Just at sunset clouds started to form around the edges allowing for a nice palate of warm hues. The sunset has already moved far enough to the Northwest that we can’t see it from our house but close enough to allow the warm colors to reflect and refract into our field of vision. The weather forecast showed another several days of clear to partly cloudy skies.
The magnetic forecast showed a solar storm in progress. I kept an eye on my aurora app with its polar projection — the aurora corona superimposed. The same app gives predicted KP readings for the next half hour and the signs looked promising. The moon was waxing but was closer to new than full. It might be a good night for the aurora.

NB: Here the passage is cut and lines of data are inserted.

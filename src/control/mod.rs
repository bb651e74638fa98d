//! Control packets

pub use self::fixed_header::FixedHeader;
pub use self::packet_type::{ControlType, PacketType};
pub use self::variable_header::*;

pub mod fixed_header;
pub mod packet_type;
pub mod variable_header;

Kevin and I set out to Starrigavan at a little before 10:30. We were not disappointed. While the moon provided more light than I had expected and while people driving by with their high beams on trying to see the aurora from their cars (hint, park shut off your lights and step outside) at times seemed to dim the aurora, there was still plenty to see.
Even through the aurora was miles above the clouds, to my eye the lights and clouds interacted in a pleasing way. It’s rare to be standing outside watching the aurora in the relative comfort of 40 degrees at the civilized time of 11 PM.
Soon the progressing summer daylight will overwhelm the aurora until mid-August. From April 29 until August 11, we will have astronomical twilight all night. From May 23 until July 17, we will have nautical twilight all night. That means that on a clear night you will be able to make out the horizon all night.